- Born: 16 September 1953 (age 72) Wakayama Prefecture, Japan
- Education: Osaka Prefecture University
- Occupation: Business Executive
- Years active: 1976–present
- Title: Chief Operating Officer of Nissan
- Term: 2005–2013

= Toshiyuki Shiga =

Japanese business executive (born 1953)

Toshiyuki Shiga (志賀 俊之, Shiga Toshiyuki) is a Japanese business executive. He served as the chief operating officer of Nissan from 2005 to 2013.

==Early life and education==
Shiga grew up in Wakayama Prefecture, Japan, into a family with its origins in Founder Yoshisuke Aikawa in Kanagawa-ku, Yokohama, in Japan. He studied Faculty of Economics at Osaka Prefecture University and joined Nissan in 1976.
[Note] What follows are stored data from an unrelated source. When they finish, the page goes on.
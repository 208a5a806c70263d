//! Forwarding of automation descriptors onto the remote target.
//!
//! Provides:
//! - `Rewriter` - Turns server and hook descriptors into remote invocations
//! - Whole-document rewriting for tool server configs and hook files
//! - `build_agent_config` - The agent's tool server configuration
//! - Deployment of the remote exec helper and its argument handling
//! - Forwarding of IDE connections advertised on the target

pub mod config_files;
pub mod deploy;
pub mod descriptor;
pub mod error;
pub mod helper;
pub mod ide;
pub mod rewrite;

pub use config_files::{
    BRIDGE_SERVER_NAME, build_agent_config, rewrite_hooks_config, rewrite_server_config,
};
pub use deploy::{HELPER_DIR, HELPER_PATH, deploy_helper};
pub use descriptor::{ForwardingRule, HookDescriptor, ServerDescriptor};
pub use error::ForwardError;
pub use helper::{build_command, parse_env_pair};
pub use ide::{IdeForward, IdeLockFile, default_lock_dir, forward_ide_connections, remove_forwards};
pub use rewrite::{Rewriter, Strategy};
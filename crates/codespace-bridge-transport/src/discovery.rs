//! Target discovery through the GitHub CLI.

use std::time::Duration;

use async_trait::async_trait;
use codespace_bridge_core::{CommandParts, ConnectionProfile, TargetDiscovery, TransportError};

use crate::{process, ssh_config::parse_profile};

const REACHABILITY_TIMEOUT: Duration = Duration::from_secs(30);

/// Discovers codespaces with `gh codespace ssh`.
#[derive(Debug, Clone)]
pub struct GhCodespaceDiscovery {
    gh_program: String,
}

impl Default for GhCodespaceDiscovery {
    fn default() -> Self {
        Self::new("gh")
    }
}

impl GhCodespaceDiscovery {
    /// Use `gh_program` (a name on `PATH` or a full path).
    #[must_use]
    pub fn new(gh_program: impl Into<String>) -> Self {
        Self {
            gh_program: gh_program.into(),
        }
    }

    fn gh_args(args: &[&str]) -> Vec<String> {
        args.iter().map(ToString::to_string).collect()
    }
}

#[async_trait]
impl TargetDiscovery for GhCodespaceDiscovery {
    async fn connection_profile(&self, target: &str) -> Result<ConnectionProfile, TransportError> {
        let args = Self::gh_args(&["codespace", "ssh", "--config", "-c", target]);
        let output = process::run(&self.gh_program, &args, None).await?;
        if !output.success() {
            return Err(TransportError::Handshake(format!(
                "gh codespace ssh --config failed: {}",
                output.failure_detail()
            )));
        }
        parse_profile(&output.stdout).ok_or_else(|| {
            TransportError::Handshake("no Host entry in generated ssh config".to_string())
        })
    }

    async fn is_reachable(&self, target: &str) -> bool {
        let args = Self::gh_args(&["codespace", "ssh", "-c", target, "--", "true"]);
        match tokio::time::timeout(
            REACHABILITY_TIMEOUT,
            process::run(&self.gh_program, &args, None),
        )
        .await
        {
            Ok(Ok(output)) => output.success(),
            Ok(Err(e)) => {
                tracing::debug!(target, error = %e, "Reachability probe failed");
                false
            }
            Err(_) => false,
        }
    }

    fn direct_invocation(&self, target: &str) -> CommandParts {
        CommandParts::new(&self.gh_program, Self::gh_args(&["codespace", "ssh", "-c", target, "--"]))
    }
}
==Involvement in Ghosn Allegations==
In November 2018, Nissan fired Carlos Ghosn and Ghosn's top aide Greg Kelly after their arrests for alleged financial misconduct. Shiga announced in January 2019 that he would step down from Nissan's board of directors in June. In January 2021, Shiga testified in Japanese court, admitting to his role in hiding the amount of pay that Ghosn was receiving from Nissan, in an attempt to incentivize Ghosn to stay at the company. According to Shiga, Ghosn directed him to find a way for Ghosn to receive money in excess of his legally reported salary, after retirement, something that Shiga did despite recognizing the "legal risk" of doing so. Many employees testifying in the Ghosn trial described a company culture where Ghosn's orders were followed without question, and Shiga stated in court that "Carlos Ghosn is a world-class business leader and CEO."

Shiga stated that he regretted following Ghosn's directive, saying, "In my life, that one act has left me with a bitter taste. The memories have faded, but the bitter taste has never gone away."